CorruptUser wrote:Could someone provide examples of Paul's bigotry outside of his newsletters? Not that I'm saying he isn't homophic or racist, just whether he has acted on those biases.
These are much more nuanced than the newsletters, but just using the wikipedia article on his political positions there's a few decent (though, again, nuanced) examples:
* Opposes the Civil Rights Act of 1964
* Opposed the renewal of the Voting Rights Act
* Opposes Affirmative Action
Those are all imperfect, and the wikipedia page gives his reasoning for his positions, but those are certainly positions that would have a negative impact on minorities. As well, his own website* gives his own views on immigration being to end the "welfare state" (disproportionately affecting minorities), no longer granting citizenship to those born on US soil (which strikes me as a "keep America white" position), and opposing any kind of amnesty or leniency with the current illegal immigrants. I haven't done any serious looking for detailed news articles or analyses of his voting to get more information, but there is at least some evidence of such between just wikipedia and his own website. Whether you see it as sufficient examples or merely fully in line with his stated beliefs is something that can be more left up to the reader, but I think that, at the very least, it's definitely fair to say they could plausibly be motivated through racism.
* Ugh. I feel dirty every time I visit a campaign website. Even for people I want to vote for. And especially for people I don't want to vote for.
The Reaper wrote:So, Gary Johnson is OFFICIALLY going for the Libertarian Party nomination now. Signed the paperwork this morning on live internet feed from the capitol of NM. At least it's no longer (however obvious) speculation.
edit: link! http://politicalticker.blogs.cnn.com/20 ... omination/
Somewhat off topic, but I always hate that third parties always put nearly all of their effort into winning the presidency. It's not going to happen the way things are. It just won't- the republicans and democrats have too much going in their favor with the way the system is right now. If they want to have some actual change, they should start by building up networks and logistics in local government areas- the green party could conceivably do quite well in places like Vermont or San Francisco, for instance, and I'm sure there are parts of Texas or the mid-west that the libertarian party could do well in. After they've started to establish themselves in certain places, they'll be able to grow from there and make inroads with the federal government- imagine if the senate had even half a dozen third party or independent members!

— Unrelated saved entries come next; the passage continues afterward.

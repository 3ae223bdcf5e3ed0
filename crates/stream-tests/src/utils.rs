use async_trait::async_trait;
use model::{ColumnMetadata, Row, Value};
use std::{
    sync::{
        Arc,
        atomic::{AtomicUsize, Ordering},
    },
    time::Duration,
};
use stream_core::{CursorError, IterationSession, RowCursor, UiEvent};
use tokio::sync::Notify;

/// What an [`InstrumentedCursor`] saw.
#[derive(Debug, Default)]
pub struct Counters {
    produced: AtomicUsize,
    in_flight: AtomicUsize,
    max_in_flight: AtomicUsize,
    closes: AtomicUsize,
}

impl Counters {
    fn enter(&self) {
        let now = self.in_flight.fetch_add(1, Ordering::SeqCst) + 1;
        self.max_in_flight.fetch_max(now, Ordering::SeqCst);
    }

    fn exit(&self) {
        self.in_flight.fetch_sub(1, Ordering::SeqCst);
    }

    pub fn produced(&self) -> usize {
        self.produced.load(Ordering::SeqCst)
    }

    /// Most cursor calls ever running at once.
    pub fn max_in_flight(&self) -> usize {
        self.max_in_flight.load(Ordering::SeqCst)
    }

    pub fn closes(&self) -> usize {
        self.closes.load(Ordering::SeqCst)
    }
}

/// Cursor over `len` rows `[i, "item-i"]` that records every call.
///
/// A gate makes `has_next` wait at a given row until the test opens it.
pub struct InstrumentedCursor {
    len: usize,
    position: usize,
    gate: Option<(usize, Arc<Notify>)>,
    fail_at: Option<usize>,
    row_delay: Option<Duration>,
    counters: Arc<Counters>,
}

impl InstrumentedCursor {
    pub fn new(len: usize) -> Self {
        Self {
            len,
            position: 0,
            gate: None,
            fail_at: None,
            row_delay: None,
            counters: Arc::new(Counters::default()),
        }
    }

    /// Blocks before row `index` until the returned handle is notified.
    pub fn gated_at(mut self, index: usize) -> (Self, Arc<Notify>) {
        let gate = Arc::new(Notify::new());
        self.gate = Some((index, gate.clone()));
        (self, gate)
    }

    pub fn failing_at(mut self, index: usize) -> Self {
        self.fail_at = Some(index);
        self
    }

    pub fn with_row_delay(mut self, delay: Duration) -> Self {
        self.row_delay = Some(delay);
        self
    }

    pub fn counters(&self) -> Arc<Counters> {
        self.counters.clone()
    }

    pub fn boxed(self) -> Box<dyn RowCursor> {
        Box::new(self)
    }
}

pub fn item(i: usize) -> Row {
    Row::new(vec![Value::Int(i as i64), Value::String(format!("item-{i}"))])
}

#[async_trait]
impl RowCursor for InstrumentedCursor {
    fn columns(&self) -> Result<ColumnMetadata, CursorError> {
        Ok(ColumnMetadata::new(["id", "item"]))
    }

    async fn has_next(&mut self) -> bool {
        self.counters.enter();
        if let Some((index, gate)) = &self.gate {
            if *index == self.position {
                gate.notified().await;
            }
        }
        self.counters.exit();
        self.position < self.len
    }

    async fn next(&mut self) -> Result<Row, CursorError> {
        self.counters.enter();
        if let Some(delay) = self.row_delay {
            tokio::time::sleep(delay).await;
        }
        self.counters.exit();

        if self.fail_at == Some(self.position) {
            return Err(CursorError::Fetch(format!(
                "server closed the connection at row {}",
                self.position
            )));
        }
        if self.position >= self.len {
            return Err(CursorError::Exhausted);
        }
        let row = item(self.position);
        self.position += 1;
        self.counters.produced.fetch_add(1, Ordering::SeqCst);
        Ok(row)
    }

    async fn close(&mut self) -> Result<(), CursorError> {
        self.counters.closes.fetch_add(1, Ordering::SeqCst);
        Ok(())
    }
}

/// Everything the UI would have received from one session.
#[derive(Debug, Default)]
pub struct Collected {
    pub rows: Vec<Row>,
    pub events: Vec<UiEvent>,
    /// `total_processed` after each drain that delivered rows.
    pub totals: Vec<usize>,
}

impl Collected {
    pub fn finished_events(&self) -> usize {
        self.events
            .iter()
            .filter(|e| matches!(e, UiEvent::StreamFinished { .. }))
            .count()
    }

    pub fn error(&self) -> Option<&str> {
        self.events.iter().find_map(|e| match e {
            UiEvent::StreamFinished { error } => error.as_deref(),
            UiEvent::Rows(_) => None,
        })
    }
}

/// Drains and requests more rows until the stream finishes, then drains
/// twice more to catch a duplicate end.
pub async fn drain_to_end(session: &Arc<IterationSession>, deadline: Duration) -> Collected {
    let mut collected = Collected::default();
    let mut extra = 0;

    while extra < 2 {
        let delivery = session
            .drain(deadline)
            .await
            .expect("session closed while draining");
        let delivered = !delivery.rows.is_empty();
        for event in delivery.into_events() {
            if let UiEvent::Rows(batch) = &event {
                collected.rows.extend(batch.iter().cloned());
            }
            collected.events.push(event);
        }
        if delivered {
            collected.totals.push(session.total_processed());
        }

        if session.is_end_delivered() {
            extra += 1;
        } else {
            session.request_more_rows();
        }
    }

    collected
}
use chrono::{DateTime, NaiveDate, Utc};
use serde::{Deserialize, Serialize};
use std::{cmp::Ordering, fmt};
use uuid::Uuid;

/// A single cell of a query result.
///
/// Values are opaque to the streaming engine; they only need to be rendered
/// by the browser and serialized by the non-interactive output writers.
#[derive(Debug, Clone, Serialize, Deserialize, PartialEq)]
pub enum Value {
    Int(i64),
    Float(f64),
    String(String),
    Boolean(bool),
    Json(serde_json::Value),
    Uuid(Uuid),
    Bytes(Vec<u8>),
    Date(NaiveDate),
    Timestamp(DateTime<Utc>),
    Null,
}

impl Value {
    pub fn is_null(&self) -> bool {
        matches!(self, Value::Null)
    }

    pub fn as_f64(&self) -> Option<f64> {
        match self {
            Value::Int(v) => Some(*v as f64),
            Value::Float(v) => Some(*v),
            Value::String(v) => v.parse::<f64>().ok(),
            Value::Boolean(v) => Some(if *v { 1.0 } else { 0.0 }),
            Value::Json(v) => v.as_f64(),
            Value::Uuid(_)
            | Value::Bytes(_)
            | Value::Date(_)
            | Value::Timestamp(_)
            | Value::Null => None,
        }
    }

    pub fn as_string(&self) -> Option<String> {
        match self {
            Value::String(v) => Some(v.clone()),
            Value::Null => None,
            other => Some(other.to_string()),
        }
    }

    pub fn compare(&self, other: &Value) -> Option<Ordering> {
        use Value::*;
        match (self, other) {
            (Int(a), Int(b)) => Some(a.cmp(b)),
            (Float(a), Float(b)) => a.partial_cmp(b),
            (Int(a), Float(b)) => (*a as f64).partial_cmp(b),
            (Float(a), Int(b)) => a.partial_cmp(&(*b as f64)),
            (String(a), String(b)) => Some(a.cmp(b)),
            (Boolean(a), Boolean(b)) => Some(a.cmp(b)),
            (Date(a), Date(b)) => Some(a.cmp(b)),
            (Timestamp(a), Timestamp(b)) => Some(a.cmp(b)),
            _ => None,
        }
    }

    /// Plain JSON form used by the `json` output format.
    ///
    /// Unlike the derived `Serialize` impl this drops the variant tag, so
    /// `Value::Int(1)` becomes `1` rather than `{"Int":1}`.
    pub fn to_json(&self) -> serde_json::Value {
        match self {
            Value::Int(v) => serde_json::Value::from(*v),
            Value::Float(v) => serde_json::Number::from_f64(*v)
                .map(serde_json::Value::Number)
                .unwrap_or(serde_json::Value::Null),
            Value::String(v) => serde_json::Value::String(v.clone()),
            Value::Boolean(v) => serde_json::Value::Bool(*v),
            Value::Json(v) => v.clone(),
            Value::Null => serde_json::Value::Null,
            other => serde_json::Value::String(other.to_string()),
        }
    }

    /// Approximate in-memory footprint, used for transfer metrics.
    pub fn size_bytes(&self) -> usize {
        match self {
            Value::Int(_) => std::mem::size_of::<i64>(),
            Value::Float(_) => std::mem::size_of::<f64>(),
            Value::String(s) => s.len(),
            Value::Boolean(_) => std::mem::size_of::<bool>(),
            Value::Json(v) => serde_json::to_string(v).map_or(0, |s| s.len()),
            Value::Uuid(_) => 16,
            Value::Bytes(b) => b.len(),
            Value::Date(_) => std::mem::size_of::<NaiveDate>(),
            Value::Timestamp(_) => std::mem::size_of::<DateTime<Utc>>(),
            Value::Null => 0,
        }
    }
}

impl fmt::Display for Value {
    fn fmt(&self, f: &mut fmt::Formatter<'_>) -> fmt::Result {
        match self {
            Value::Int(v) => write!(f, "{v}"),
            Value::Float(v) => write!(f, "{v}"),
            Value::String(v) => write!(f, "{v}"),
            Value::Boolean(v) => write!(f, "{v}"),
            Value::Json(v) => write!(f, "{v}"),
            Value::Uuid(v) => write!(f, "{v}"),
            Value::Bytes(v) => {
                let hex = v
                    .iter()
                    .fold(String::new(), |acc, byte: &u8| acc + &format!("{byte:02x}"));
                write!(f, "\\x{hex}")
            }
            Value::Date(v) => write!(f, "{v}"),
            Value::Timestamp(v) => write!(f, "{}", v.to_rfc3339()),
            Value::Null => write!(f, "NULL"),
        }
    }
}

impl From<i64> for Value {
    fn from(v: i64) -> Self {
        Value::Int(v)
    }
}

impl From<f64> for Value {
    fn from(v: f64) -> Self {
        Value::Float(v)
    }
}

impl From<bool> for Value {
    fn from(v: bool) -> Self {
        Value::Boolean(v)
    }
}

impl From<&str> for Value {
    fn from(v: &str) -> Self {
        Value::String(v.to_string())
    }
}

impl From<String> for Value {
    fn from(v: String) -> Self {
        Value::String(v)
    }
}

impl<T: Into<Value>> From<Option<T>> for Value {
    fn from(v: Option<T>) -> Self {
        v.map(Into::into).unwrap_or(Value::Null)
    }
}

None of that is to say they should just give up on the executive- at the very least, it's a great way to bring attention to their causes- but I wish they'd expend more of that energy on building up local strength, instead of being content to get 1% of the vote every four years and wonder why they never get anywhere. I also realize it's still a very difficult path, but to me it seems to be a path that has a far higher probability of payoff.